▶ Directions for this task: When you reach the line containing "str, value: String" in the records below, start copying exactly, and stop once you have copied the line containing "every problem found.".

----

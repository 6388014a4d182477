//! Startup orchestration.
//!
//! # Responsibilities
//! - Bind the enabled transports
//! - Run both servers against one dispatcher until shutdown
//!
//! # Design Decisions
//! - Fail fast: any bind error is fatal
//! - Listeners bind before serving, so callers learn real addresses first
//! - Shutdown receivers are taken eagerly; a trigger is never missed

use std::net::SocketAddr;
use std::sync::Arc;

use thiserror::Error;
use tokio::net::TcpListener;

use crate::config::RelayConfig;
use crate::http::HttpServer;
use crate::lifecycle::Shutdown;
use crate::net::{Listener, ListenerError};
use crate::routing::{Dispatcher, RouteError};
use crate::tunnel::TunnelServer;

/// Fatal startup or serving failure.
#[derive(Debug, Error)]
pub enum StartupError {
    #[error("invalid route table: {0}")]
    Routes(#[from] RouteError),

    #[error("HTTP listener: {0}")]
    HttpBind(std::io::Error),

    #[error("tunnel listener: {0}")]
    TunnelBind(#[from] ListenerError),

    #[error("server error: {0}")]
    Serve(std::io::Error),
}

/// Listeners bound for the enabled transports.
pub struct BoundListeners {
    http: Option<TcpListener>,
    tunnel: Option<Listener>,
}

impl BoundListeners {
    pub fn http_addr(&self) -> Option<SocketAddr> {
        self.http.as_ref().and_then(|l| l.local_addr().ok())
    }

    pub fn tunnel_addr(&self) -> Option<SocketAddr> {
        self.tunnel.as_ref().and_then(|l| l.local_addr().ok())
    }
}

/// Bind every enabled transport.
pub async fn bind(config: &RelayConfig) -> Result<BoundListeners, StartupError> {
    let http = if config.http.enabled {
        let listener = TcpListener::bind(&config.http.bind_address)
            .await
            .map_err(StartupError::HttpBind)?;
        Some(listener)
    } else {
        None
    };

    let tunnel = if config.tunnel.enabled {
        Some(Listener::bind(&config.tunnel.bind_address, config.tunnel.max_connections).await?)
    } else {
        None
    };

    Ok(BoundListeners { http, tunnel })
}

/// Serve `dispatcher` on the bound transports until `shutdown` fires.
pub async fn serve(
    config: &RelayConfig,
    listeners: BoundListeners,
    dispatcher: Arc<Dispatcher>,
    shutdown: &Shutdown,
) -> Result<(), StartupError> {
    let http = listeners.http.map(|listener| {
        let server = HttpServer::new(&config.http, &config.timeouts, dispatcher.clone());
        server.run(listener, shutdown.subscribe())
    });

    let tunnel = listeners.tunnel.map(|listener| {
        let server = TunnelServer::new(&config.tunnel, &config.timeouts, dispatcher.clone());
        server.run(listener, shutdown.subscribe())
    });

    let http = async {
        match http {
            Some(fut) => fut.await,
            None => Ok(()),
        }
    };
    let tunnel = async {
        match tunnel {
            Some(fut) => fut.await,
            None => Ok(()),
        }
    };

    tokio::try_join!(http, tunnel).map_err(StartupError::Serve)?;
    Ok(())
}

----

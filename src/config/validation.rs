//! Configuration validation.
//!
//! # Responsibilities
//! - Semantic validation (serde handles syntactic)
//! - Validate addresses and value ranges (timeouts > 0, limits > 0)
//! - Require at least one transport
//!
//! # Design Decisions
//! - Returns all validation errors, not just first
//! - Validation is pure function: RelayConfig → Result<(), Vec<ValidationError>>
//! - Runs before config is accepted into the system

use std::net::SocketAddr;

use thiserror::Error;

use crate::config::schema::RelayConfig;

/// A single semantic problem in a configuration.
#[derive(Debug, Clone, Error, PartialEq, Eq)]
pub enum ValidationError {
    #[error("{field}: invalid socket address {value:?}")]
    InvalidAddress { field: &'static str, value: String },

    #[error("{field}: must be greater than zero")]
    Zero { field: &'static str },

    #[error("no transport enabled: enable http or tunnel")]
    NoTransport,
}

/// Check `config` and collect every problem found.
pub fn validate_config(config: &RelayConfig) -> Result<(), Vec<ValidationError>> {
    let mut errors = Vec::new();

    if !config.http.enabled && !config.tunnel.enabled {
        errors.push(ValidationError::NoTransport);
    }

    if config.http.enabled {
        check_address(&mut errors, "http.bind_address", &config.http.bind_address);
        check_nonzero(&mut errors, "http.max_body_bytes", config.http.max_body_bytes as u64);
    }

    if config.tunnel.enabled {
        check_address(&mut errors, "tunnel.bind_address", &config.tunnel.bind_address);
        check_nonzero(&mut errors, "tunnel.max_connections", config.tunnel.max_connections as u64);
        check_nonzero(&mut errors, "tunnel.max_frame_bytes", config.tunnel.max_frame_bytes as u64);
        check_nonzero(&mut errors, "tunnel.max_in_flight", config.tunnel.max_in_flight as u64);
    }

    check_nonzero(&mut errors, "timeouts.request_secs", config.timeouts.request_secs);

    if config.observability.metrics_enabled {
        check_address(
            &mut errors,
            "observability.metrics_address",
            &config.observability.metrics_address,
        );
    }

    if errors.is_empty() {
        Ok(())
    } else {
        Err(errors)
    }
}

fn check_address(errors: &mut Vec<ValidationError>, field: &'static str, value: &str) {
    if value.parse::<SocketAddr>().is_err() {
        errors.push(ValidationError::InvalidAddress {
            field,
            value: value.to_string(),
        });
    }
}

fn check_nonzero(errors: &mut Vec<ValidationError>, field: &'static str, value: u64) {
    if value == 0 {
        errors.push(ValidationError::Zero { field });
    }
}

----

▶ Response:
    InvalidAddress { field: &'static str, value: String },

    #[error("{field}: must be greater than zero")]
    Zero { field: &'static str },

    #[error("no transport enabled: enable http or tunnel")]
    NoTransport,
}

/// Check `config` and collect every problem found.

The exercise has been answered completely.